The results of our test are consistent with the gBGC hypothesis; the slope of divergence versus RR is greater than the slope for DNM density versus RR for all W->S mutations and less for all S->W mutations (Figure 5); these differences are significant for most of the comparisons at the 1MB and 100KB scales (Table 3)(significance was assessed by bootstrapping the data by MB or 100KB regions and then recalculating the slopes). There are no significant differences between the slopes for W<->W and S<->S mutations except at the 100KB scale for non-CpG S<->S. Never-the-less it is worth noting that the DNM slope is consistently greater than the divergence slope at both spatial scales suggesting that there might be some effect of recombination affecting the efficiency of selection. Unfortunately, the obvious analysis, of regressing the W<->W and S<->S substitution rate against DNM density and recombination rate is inconclusive; rather than observe a negative correlation as we might expect under the efficiency of selection model we observe that the substitution rate is significantly positively correlated to RR. However, this might be simply due to RR and DNM density being positively correlated but DNM density being an error prone measure of the mutation rate (i.e. within the multiple regression we cannot hold the mutation rate constant).
Other species
Divergence between species, usually humans and macaques, is often used to control for mutation rate variation in various analyses. But how does the correlation between divergence and the DNM rate in humans change as the species being compared get further apart? To investigate this, we compiled data from a variety of primate species – human/chimpanzee/orang-utan (HCO) considering the divergence along the human and chimp lineages, human/orang-utan/macaque (HOM) considering the divergence along the human and orang-utan lineages, and human/macaque/marmoset (HMM) considering the divergence along the human and macaque lineages. This yields two series of divergences of increasing evolutionary divergence: the human lineage from HCO, HOM and HMM, and chimp from HCO, orang-utan from HOM and macaque from HMM. All divergences were normalised by dividing by their mean. For both series we see a clear tendency for the slope of the regression between divergence and DNM rate to decrease as a function of evolutionary divergence at both the 100kb and 1MB scales (Figure 6 for the human lineage, Figure S2 for the chimpanzee, orang-utan ad marmoset lineages). If we calculate the correlation coefficient between the slope and the evolutionary stratum, assigning 1, 2 and 3 to the strata (e.g. 1 for chimp, 2 for orangutan and 3 for macaque), we find that the correlations are negative for all mutational types, for both sets of evolutionary divergence and scales (binomial test of positive versus negative for both 100kb and 1MB using both the human and other lineage p < 0.01) (Figure 6).
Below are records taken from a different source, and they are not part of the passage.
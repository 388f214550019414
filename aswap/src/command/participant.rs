use crate::{
    command::{parse, parse_amount, txid_line},
    confirm::Confirm,
    ethereum::Connector,
    swap::Session,
    Error,
};
use htlc::{SecretHash, Timestamp};

/// Locks `amount` for the initiator under the initiator's hash, expiring
/// halfway between now and the initiator's timelock `time`.
pub async fn participant<C, P>(
    session: &Session<'_, C, P>,
    initiator: &str,
    amount: &str,
    time: &str,
    hash: &str,
    now: Timestamp,
) -> Result<String, Error>
where
    C: Connector + ?Sized,
    P: Confirm,
{
    let amount = parse_amount(amount)?;
    let initiator_timelock = Timestamp::from(parse::<u64>("time", time)?);
    let hashlock = parse::<SecretHash>("hash", hash)?;

    let timelock = Timestamp::participant_timelock(now, initiator_timelock).ok_or_else(|| {
        Error::validation(format!(
            "initiator timelock {} has already passed",
            initiator_timelock
        ))
    })?;

    let transaction = session
        .new_contract(initiator, amount, hashlock, timelock)
        .await?;

    Ok(format!(
        "TimeLock    = {}\n{}",
        timelock,
        txid_line(session.endpoint(), transaction)
    ))
}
Correlation with diversity
Just as we expect there to be correlation between divergence and DNM rate, so we might expect there to be correlation between DNA sequence diversity within the human species and the rate of DNM. To investigate this, we compiled the number of SNPs in 1MB and 100kb blocks from the 1000 genome project [33, 34]. There is a positive correlation between SNP density and DNM rate at both the 1MB (r = 0.36, p<0.001) and 100KB scales (r = 0.13, p<0.001). This positive correlation is observed for all mutational types, however in some cases the correlations are not significant (Table S3).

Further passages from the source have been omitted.